Yerin strained against her binds. The good thing about this lull in battle was that the Spirit Well elixir was actually slowly refilling her spent core, healing her sore channels. Soon, she would be back to peak stability. Spiritually, at least. Bodily, she was still almost just a bag of blood.

If she couldn’t fight with her body, she would at least try something else to hurt her enemy: her words. “How do you stand to look at yourself in the mirror, knowing you took a Dreadgod’s power on purpose? You feed off disaster, and you call yourself some kind of hero? Stop pulling my chain. You’re just another monster.”

“I’m not responsible for all that my sect does, or the Bleeding Phoenix’s actions,” the cultist said, “And I don’t participate in such slaughters or scavenging.

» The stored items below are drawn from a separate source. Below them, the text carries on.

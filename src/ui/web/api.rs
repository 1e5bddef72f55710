use axum::{
    extract::{Extension, Path},
    response::IntoResponse,
    routing::{delete, get, post},
    Json, Router,
};
use clap::Parser;
use std::{net::SocketAddr, sync::Arc};

use super::response::*;
use crate::{
    database::NodeAuth,
    service::{NewServer, Provisioner},
};

async fn add_server(
    Json(payload): Json<AddServer>,
    Extension(service): Extension<Arc<Provisioner>>,
) -> impl IntoResponse {
    let auth = match NodeAuth::from_parts(&payload.auth_type, payload.password, payload.key_path) {
        Ok(auth) => auth,
        Err(e) => return Json(Err(e.to_string())),
    };

    Json(
        service
            .register_server(NewServer {
                host: payload.host,
                port: payload.port,
                username: payload.username,
                auth,
                config_path: payload.config_path,
            })
            .await
            .map(|node| AddServerResponse {
                id: node.id,
                public_key: node.public_key,
            })
            .map_err(|e| e.to_string()),
    )
}

async fn generate_key(
    Path(id): Path<i64>,
    Extension(service): Extension<Arc<Provisioner>>,
) -> impl IntoResponse {
    Json(
        service
            .generate_key(id)
            .await
            .map(|generated| GeneratedKeyResponse {
                key: generated.key,
                conf: generated.config,
            })
            .map_err(|e| e.to_string()),
    )
}

async fn list_servers(Extension(service): Extension<Arc<Provisioner>>) -> impl IntoResponse {
    Json(
        service
            .servers()
            .await
            .map(|nodes| {
                nodes
                    .into_iter()
                    .map(|node| ServerSummary {
                        id: node.id,
                        host: node.host,
                        endpoint: node.endpoint,
                        public_key: node.public_key,
                        active: node.active,
                    })
                    .collect::<Vec<_>>()
            })
            .map_err(|e| e.to_string()),
    )
}

async fn rm_server(
    Path(id): Path<i64>,
    Extension(service): Extension<Arc<Provisioner>>,
) -> impl IntoResponse {
    Json(service.remove_server(id).await.map_err(|e| e.to_string()))
}

#[derive(Debug, Parser)]
pub struct Config {
    #[clap(long, short, env = "LISTEN_ADDR", value_parser)]
    listen_addr: SocketAddr,
}

pub async fn start(
    config: Config,
    service: Provisioner,
) -> Result<(), Box<dyn std::error::Error + Send + Sync>> {
    let app = Router::new()
        .route("/admin/servers", get(list_servers))
        .route("/admin/server/add", post(add_server))
        .route("/admin/server/:id/generate-key", post(generate_key))
        .route("/admin/server/:id", delete(rm_server))
        .layer(Extension(Arc::new(service)));

    axum::Server::bind(&config.listen_addr)
        .serve(app.into_make_service())
        .await?;
    Ok(())
}
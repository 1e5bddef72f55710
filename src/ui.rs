use futures::stream::FuturesUnordered;

use crate::service::Provisioner;

pub mod web;

pub fn run(
    web: web::Config,
    service: Provisioner,
) -> FuturesUnordered<tokio::task::JoinHandle<Result<(), Box<dyn std::error::Error + Send + Sync>>>>
{
    let futures = FuturesUnordered::new();

    futures.push(tokio::spawn(web::start(web, service)));

    futures
}
use tracing::{info, instrument, warn};

use super::{Provisioner, ServiceError};
use crate::{
    database::{NewServerNode, NodeAuth, ServerNode},
    remote::{CommandRunner, ExecError, RemoteCommands, SshExecutor},
};

pub struct NewServer {
    pub host: String,
    pub port: u16,
    pub username: String,
    pub auth: NodeAuth,
    pub config_path: Option<String>,
}

pub(crate) struct Derived {
    pub endpoint: String,
    pub public_key: Option<String>,
}

// `Key = Value` lookup, anchored at the start of a line.
fn directive<'a>(conf: &'a str, key: &str) -> Option<&'a str> {
    for line in conf.lines() {
        let rest = match line.strip_prefix(key) {
            Some(rest) => rest,
            None => continue,
        };
        let rest = match rest.trim_start().strip_prefix('=') {
            Some(rest) => rest,
            None => continue,
        };
        let value = rest.trim();
        if !value.is_empty() {
            return Some(value);
        }
    }

    None
}

pub(crate) fn extract_private_key(conf: &str) -> Option<&str> {
    directive(conf, "PrivateKey")
}

pub(crate) fn extract_listen_port(conf: &str) -> Option<u16> {
    directive(conf, "ListenPort").and_then(|v| v.parse().ok())
}

/// Reads the node's live config and derives its public identity. The
/// initial read is the only fatal step; everything else degrades to
/// "absent".
pub(crate) async fn probe_node<R: CommandRunner + ?Sized>(
    runner: &R,
    commands: &RemoteCommands,
    host: &str,
    config_path: &str,
) -> Result<Derived, ExecError> {
    let conf = runner.run(&commands.read_config(config_path)).await?;

    let public_key = match extract_private_key(&conf) {
        Some(private_key) => match runner.run(&commands.derive_public_key(private_key)).await {
            Ok(key) => Some(key),
            Err(e) => {
                warn!("public key derivation failed, registering without one: {e}");
                None
            }
        },
        None => None,
    };

    let endpoint = match extract_listen_port(&conf) {
        Some(port) => format!("{}:{}", host, port),
        None => host.to_owned(),
    };

    Ok(Derived {
        endpoint,
        public_key,
    })
}

impl Provisioner {
    #[instrument(skip(self, server), fields(host = %server.host))]
    pub async fn register_server(&self, server: NewServer) -> Result<ServerNode, ServiceError> {
        let runner = SshExecutor::new(
            server.host.clone(),
            server.port,
            server.username.clone(),
            server.auth.clone(),
            self.connect_timeout,
        );
        let config_path = server
            .config_path
            .as_deref()
            .unwrap_or(&self.node_config_path);

        let derived = probe_node(&runner, &self.commands, &server.host, config_path)
            .await
            .map_err(ServiceError::Unreachable)?;

        let node = self
            .registry
            .add_server(&NewServerNode {
                host: server.host,
                port: server.port,
                username: server.username,
                auth: server.auth,
                config_path: server.config_path,
                endpoint: Some(derived.endpoint),
                public_key: derived.public_key,
            })
            .await?;

        info!("registered node {} at {}", node.id, node.host);
        Ok(node)
    }

    #[instrument(skip(self))]
    pub async fn server(&self, id: i64) -> Result<ServerNode, ServiceError> {
        self.registry.server(id).await?.ok_or(ServiceError::NotFound)
    }

    #[instrument(skip(self))]
    pub async fn servers(&self) -> Result<Vec<ServerNode>, ServiceError> {
        Ok(self.registry.servers().await?)
    }

    #[instrument(skip(self))]
    pub async fn remove_server(&self, id: i64) -> Result<(), ServiceError> {
        if !self.registry.rm_server(id).await? {
            return Err(ServiceError::NotFound);
        }

        let mut shared = self.shared.lock().await;
        shared.pool.forget_node(id);
        shared.node_locks.remove(&id);
        Ok(())
    }
}
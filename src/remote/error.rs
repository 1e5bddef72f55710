use thiserror::Error;

#[derive(Debug, Error)]
pub enum ExecError {
    #[error("connection to {host}:{port} failed: {source}")]
    Connect {
        host: String,
        port: u16,
        #[source]
        source: russh::Error,
    },
    #[error("connection to {host}:{port} timed out")]
    Timeout { host: String, port: u16 },
    #[error("authentication rejected for user {user}")]
    Auth { user: String },
    #[error("remote command exited with status {status}: {stderr}")]
    Command { status: u32, stderr: String },
    #[error("ssh key error: {0}")]
    Key(#[from] russh_keys::Error),
    #[error(transparent)]
    Ssh(#[from] russh::Error),
}
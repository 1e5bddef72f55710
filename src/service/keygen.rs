use thiserror::Error;
use tracing::{instrument, warn};

use super::{ClientProfile, Provisioner, ServiceError};
use crate::{
    database::ServerNode,
    encode::encode_vpn_conf,
    remote::{CommandRunner, ExecError, RemoteCommands, SshExecutor},
    service::servers::extract_listen_port,
    template::{ClientConfig, ALLOWED_IPS},
};

#[derive(Debug, Error)]
pub enum KeygenError {
    #[error("private key generation failed: {0}")]
    PrivateKey(#[source] ExecError),
    #[error("client public key derivation failed: {0}")]
    PublicKey(#[source] ExecError),
    #[error("preshared key generation failed: {0}")]
    Psk(#[source] ExecError),
    #[error("node has no registered public key")]
    MissingServerKey,
    #[error("node has no registered endpoint")]
    MissingEndpoint,
    #[error("config read failed: {0}")]
    ReadConfig(#[source] ExecError),
    #[error("no ListenPort in the node's live config")]
    MissingListenPort,
}

#[derive(Debug, Clone, Copy, PartialEq, Eq)]
pub enum KeygenState {
    Start,
    PrivateKeyGenerated,
    PublicKeyDerived,
    PskGenerated,
    Validated,
    Assembled,
    Failed,
}

/// Key material for one client, alive only for the request that produced
/// it. Only the rendered config and the encoded URI leave the workflow.
pub struct ClientKeyMaterial {
    pub private_key: String,
    pub public_key: String,
    pub preshared_key: String,
    pub address: String,
}

pub struct Assembled {
    pub config: ClientConfig,
    pub material: ClientKeyMaterial,
}

pub struct GeneratedKey {
    pub key: String,
    pub config: String,
}

/// The strictly sequential generation chain. Each step consumes the
/// previous step's output; the first failure stops the chain, no further
/// remote calls are issued and nothing partial escapes.
pub struct KeyPipeline<'a> {
    runner: &'a dyn CommandRunner,
    commands: &'a RemoteCommands,
    node: &'a ServerNode,
    config_path: &'a str,
    state: KeygenState,
}

impl<'a> KeyPipeline<'a> {
    pub fn new(
        runner: &'a dyn CommandRunner,
        commands: &'a RemoteCommands,
        node: &'a ServerNode,
        config_path: &'a str,
    ) -> Self {
        Self {
            runner,
            commands,
            node,
            config_path,
            state: KeygenState::Start,
        }
    }

    pub fn state(&self) -> KeygenState {
        self.state
    }

    pub async fn run(
        &mut self,
        address: String,
        profile: &ClientProfile,
    ) -> Result<Assembled, KeygenError> {
        match self.drive(address, profile).await {
            Ok(assembled) => Ok(assembled),
            Err(e) => {
                self.state = KeygenState::Failed;
                Err(e)
            }
        }
    }

    async fn drive(
        &mut self,
        address: String,
        profile: &ClientProfile,
    ) -> Result<Assembled, KeygenError> {
        let private_key = self
            .runner
            .run(&self.commands.generate_private_key())
            .await
            .map_err(KeygenError::PrivateKey)?;
        self.state = KeygenState::PrivateKeyGenerated;

        let public_key = self
            .runner
            .run(&self.commands.derive_public_key(&private_key))
            .await
            .map_err(KeygenError::PublicKey)?;
        self.state = KeygenState::PublicKeyDerived;

        let preshared_key = self
            .runner
            .run(&self.commands.generate_preshared_key())
            .await
            .map_err(KeygenError::Psk)?;
        self.state = KeygenState::PskGenerated;

        let server_key = self
            .node
            .public_key
            .as_deref()
            .ok_or(KeygenError::MissingServerKey)?;

        let conf = self
            .runner
            .run(&self.commands.read_config(self.config_path))
            .await
            .map_err(KeygenError::ReadConfig)?;
        let live_port = extract_listen_port(&conf).ok_or(KeygenError::MissingListenPort)?;

        let endpoint = self
            .node
            .endpoint
            .as_deref()
            .ok_or(KeygenError::MissingEndpoint)?;
        // The registered endpoint is authoritative; the live port read is a
        // liveness check. A mismatch is surfaced, never silently unified.
        if endpoint != format!("{}:{}", self.node.host, live_port) {
            warn!("live listen port {live_port} diverges from registered endpoint {endpoint}");
        }
        self.state = KeygenState::Validated;

        let material = ClientKeyMaterial {
            private_key,
            public_key,
            preshared_key,
            address,
        };
        let config = ClientConfig {
            address: material.address.clone(),
            dns: profile.dns.clone(),
            private_key: material.private_key.clone(),
            obfuscation: profile.obfuscation.clone(),
            server_public_key: server_key.to_owned(),
            preshared_key: material.preshared_key.clone(),
            allowed_ips: ALLOWED_IPS.to_owned(),
            endpoint: endpoint.to_owned(),
            keepalive: profile.keepalive,
        };
        self.state = KeygenState::Assembled;

        Ok(Assembled { config, material })
    }
}

impl Provisioner {
    #[instrument(skip(self))]
    pub async fn generate_key(&self, server_id: i64) -> Result<GeneratedKey, ServiceError> {
        let node = self.server(server_id).await?;

        let lock = self.node_lock(server_id).await;
        let _guard = lock.lock().await;

        let addr = self.lease_address(server_id).await?;
        let runner = SshExecutor::for_node(&node, self.connect_timeout);
        let config_path = self.node_config_path(&node).to_owned();

        let mut pipeline = KeyPipeline::new(&runner, &self.commands, &node, &config_path);
        let assembled = match pipeline.run(format!("{addr}/32"), &self.profile).await {
            Ok(assembled) => assembled,
            Err(e) => {
                self.release_address(server_id, addr).await;
                return Err(e.into());
            }
        };

        let conf = assembled.config.render();
        let key = match encode_vpn_conf(&conf, self.resolver.as_ref()).await {
            Ok(key) => key,
            Err(e) => {
                self.release_address(server_id, addr).await;
                return Err(e.into());
            }
        };

        Ok(GeneratedKey { key, config: conf })
    }
}
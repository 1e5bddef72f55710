/// Builds the literal shell commands issued to a node. Every command runs
/// inside the node's VPN service container, whose name is configuration.
#[derive(Debug, Clone)]
pub struct RemoteCommands {
    container: String,
}

impl RemoteCommands {
    pub fn new(container: String) -> Self {
        Self { container }
    }

    pub fn read_config(&self, path: &str) -> String {
        format!("docker exec -i {} cat {}", self.container, path)
    }

    pub fn generate_private_key(&self) -> String {
        format!("docker exec -i {} wg genkey", self.container)
    }

    pub fn derive_public_key(&self, private_key: &str) -> String {
        format!(
            "echo '{}' | docker exec -i {} wg pubkey",
            private_key, self.container
        )
    }

    pub fn generate_preshared_key(&self) -> String {
        format!("docker exec -i {} wg genpsk", self.container)
    }
}

#[cfg(test)]
mod tests {
    use super::*;

    #[test]
    fn commands_wrap_container_exec() {
        let cmds = RemoteCommands::new("amnezia-awg".to_owned());
        assert_eq!(
            cmds.read_config("/opt/amnezia/awg/wg0.conf"),
            "docker exec -i amnezia-awg cat /opt/amnezia/awg/wg0.conf"
        );
        assert_eq!(
            cmds.generate_private_key(),
            "docker exec -i amnezia-awg wg genkey"
        );
        assert_eq!(
            cmds.derive_public_key("PRIV"),
            "echo 'PRIV' | docker exec -i amnezia-awg wg pubkey"
        );
        assert_eq!(
            cmds.generate_preshared_key(),
            "docker exec -i amnezia-awg wg genpsk"
        );
    }
}
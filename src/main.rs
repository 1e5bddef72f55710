#![allow(dead_code)]

mod database;
mod encode;
mod ipalloc;
mod remote;
mod service;
mod template;
mod ui;

use clap::Parser;
use database::Database;
use service::Provisioner;
use tracing::warn;

#[derive(Debug, Parser)]
struct Config {
    #[clap(long, short, env = "DB", value_parser)]
    db: String,
    #[clap(flatten)]
    service: service::Config,

    #[clap(flatten)]
    api: ui::web::Config,
}

#[tokio::main]
async fn main() -> Result<(), Box<dyn std::error::Error + Send + Sync>> {
    pretty_env_logger::init();

    let config = Config::parse();

    let database = Database::new(&config.db).await?;

    let service = Provisioner::new(config.service, database);

    for f in ui::run(config.api, service) {
        f.await??;

        warn!("frontend stopped")
    }

    Ok(())
}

You have no reason to fight me. I’ve hurt no one that hasn’t deserved it. I know right from wrong.”

“You look like you’ve crawled out a Death Remnant’s nightmares,” Yerin spat. “You’re in the bleeding cult’s colors! I’ll believe that when I’m a mindless Remnant.”

“Why do you think I haven’t killed you yet?” the cultist asked, “After you—”

Yerin felt an impression in her spirit. An impression of protection.

Then the Blood Shadow that was pinning her down flew off her back. Yerin quickly clambered to her feet, pumping her body with newly restocked madra to see her Blood Shadow savaging the cultist’s with its… no, her… bare hands…

What Yerin was seeing right now was so alarming that it gave her pause even through her fury.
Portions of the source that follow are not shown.